ABSTRACT
Research experience is widely used in quality assurance exercises to benchmark postgraduate education at the institutional level. However, individual differences in students’ research experience have been largely neglected. Furthermore, little is known about how differences in students’ research experience are associated with skill development and overall satisfaction. This study addressed these gaps using an explanatory sequential mixed-methods design. Study 1 was a quantitative study that involved surveying 590 research postgraduate students (i.e. 421 PhD and 168 MPhil students). A person-centered approach, specifically latent profile analysis, was used to analyze the data. Our findings revealed that students could be divided into three groups based on their research experience: rewarding, ordinary, and unsatisfactory. Those with a rewarding research experience experienced greater development in their skills and higher levels of satisfaction, while those in the unsatisfactory group demonstrated the worst outcomes. Study 2 was a qualitative study that involved interviews with 10 PhD students. The qualitative findings largely triangulated the quantitative results but also uncovered emerging themes, including the importance of student-supervisor misfit, publication pressure, and the COVID-19 pandemic context.

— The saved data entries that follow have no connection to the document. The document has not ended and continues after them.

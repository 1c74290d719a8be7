//! Run configuration shared by the population and the evolution controller.
//!
//! Every struct here deserializes with `#[serde(default)]`, so a JSON file only
//! needs to name the values it overrides:
//!
//! ```
//! use flappy_training::config::SimulationConfig;
//!
//! let config: SimulationConfig = serde_json::from_str(
//!     r#"{ "evolution": { "population_size": 20 }, "tick_limit": null }"#,
//! ).unwrap();
//! assert_eq!(config.evolution.population_size, 20);
//! assert_eq!(config.tick_limit, None);
//! assert_eq!(config.world.height, 480.0);
//! ```

use flappy_engine::{WorldConfig, WorldConfigError};
use serde::{Deserialize, Serialize};

use crate::fitness::FitnessWeights;

/// Invalid run configuration.
///
/// Always reported before the first generation is simulated; never clamped.
#[derive(Debug, Clone, PartialEq, derive_more::Display, derive_more::Error)]
pub enum ConfigError {
    #[display("invalid world: {_0}")]
    World(WorldConfigError),
    #[display("population size must be at least 1")]
    EmptyPopulation,
    #[display("elitism fraction must be within [0, 1], got {_0}")]
    ElitismFractionOutOfRange(#[error(not(source))] f32),
    #[display(
        "elite count {elite_count} leaves no room for offspring in a population of {population_size}"
    )]
    EliteCountTooLarge {
        elite_count: usize,
        population_size: usize,
    },
    #[display("fitness weight `{_0}` must be finite")]
    NonFiniteFitnessWeight(#[error(not(source))] &'static str),
    #[display("expected {expected} policies, got {actual}")]
    PopulationSizeMismatch { expected: usize, actual: usize },
}

impl From<WorldConfigError> for ConfigError {
    fn from(err: WorldConfigError) -> Self {
        Self::World(err)
    }
}

/// Generation replacement parameters.
#[derive(Debug, Clone, Copy, PartialEq, Serialize, Deserialize)]
#[serde(default)]
pub struct EvolutionParams {
    /// Number of agents (and policies) per generation.
    pub population_size: usize,
    /// Share of the population carried over unchanged, rounded to the nearest count.
    pub elitism_fraction: f32,
}

impl Default for EvolutionParams {
    fn default() -> Self {
        Self {
            population_size: 100,
            elitism_fraction: 0.05,
        }
    }
}

impl EvolutionParams {
    /// `round(elitism_fraction × population_size)`.
    #[must_use]
    #[expect(
        clippy::cast_precision_loss,
        clippy::cast_possible_truncation,
        clippy::cast_sign_loss
    )]
    pub fn elite_count(&self) -> usize {
        (self.elitism_fraction * self.population_size as f32).round() as usize
    }

    /// Validates the parameters and returns the elite count.
    pub fn validate(&self) -> Result<usize, ConfigError> {
        if self.population_size == 0 {
            return Err(ConfigError::EmptyPopulation);
        }
        if !(0.0..=1.0).contains(&self.elitism_fraction) {
            return Err(ConfigError::ElitismFractionOutOfRange(
                self.elitism_fraction,
            ));
        }
        let elite_count = self.elite_count();
        if elite_count >= self.population_size {
            return Err(ConfigError::EliteCountTooLarge {
                elite_count,
                population_size: self.population_size,
            });
        }
        Ok(elite_count)
    }
}

/// Everything fixed at controller construction time.
#[derive(Debug, Clone, Copy, PartialEq, Serialize, Deserialize)]
#[serde(default)]
pub struct SimulationConfig {
    pub world: WorldConfig,
    pub fitness: FitnessWeights,
    pub evolution: EvolutionParams,
    /// Ticks after which a generation is forcibly ended; `None` runs until extinction.
    pub tick_limit: Option<u64>,
}

impl Default for SimulationConfig {
    fn default() -> Self {
        Self {
            world: WorldConfig::default(),
            fitness: FitnessWeights::default(),
            evolution: EvolutionParams::default(),
            tick_limit: Some(10_000),
        }
    }
}

impl SimulationConfig {
    /// Validates the whole configuration and returns the elite count.
    pub fn validate(&self) -> Result<usize, ConfigError> {
        self.world.validate()?;
        self.fitness.validate()?;
        self.evolution.validate()
    }
}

Theoretical and practical implications of these findings are discussed.
Disclosure statement
No potential conflict of interest was reported by the author(s).
Notes
1 Higher education in Hong Kong is rooted in both the British colonial heritage and traditional Confucian culture (Postiglione and Jung Citation2017). On the one hand, the academic culture is influenced by the British higher education system, which highlights a more collegial relationship between supervisors and students and the supervisor-student relationship is characterized by mutual respect. On the other hand, the traditional Confucian culture emphasizes hierarchy and power distance between the supervisor and the student. Although most postgraduate students in this sample university are from the Chinese context and influenced by traditional Confucian culture, the university has very strong British roots. At an institutional level, the university encourages free interaction and exchange between supervisors and students with no duress, harassment and conflict of interest. Meanwhile, most academic staff in this university were from or educated in Western countries (e.g. the UK, Canada, Australia, and the US).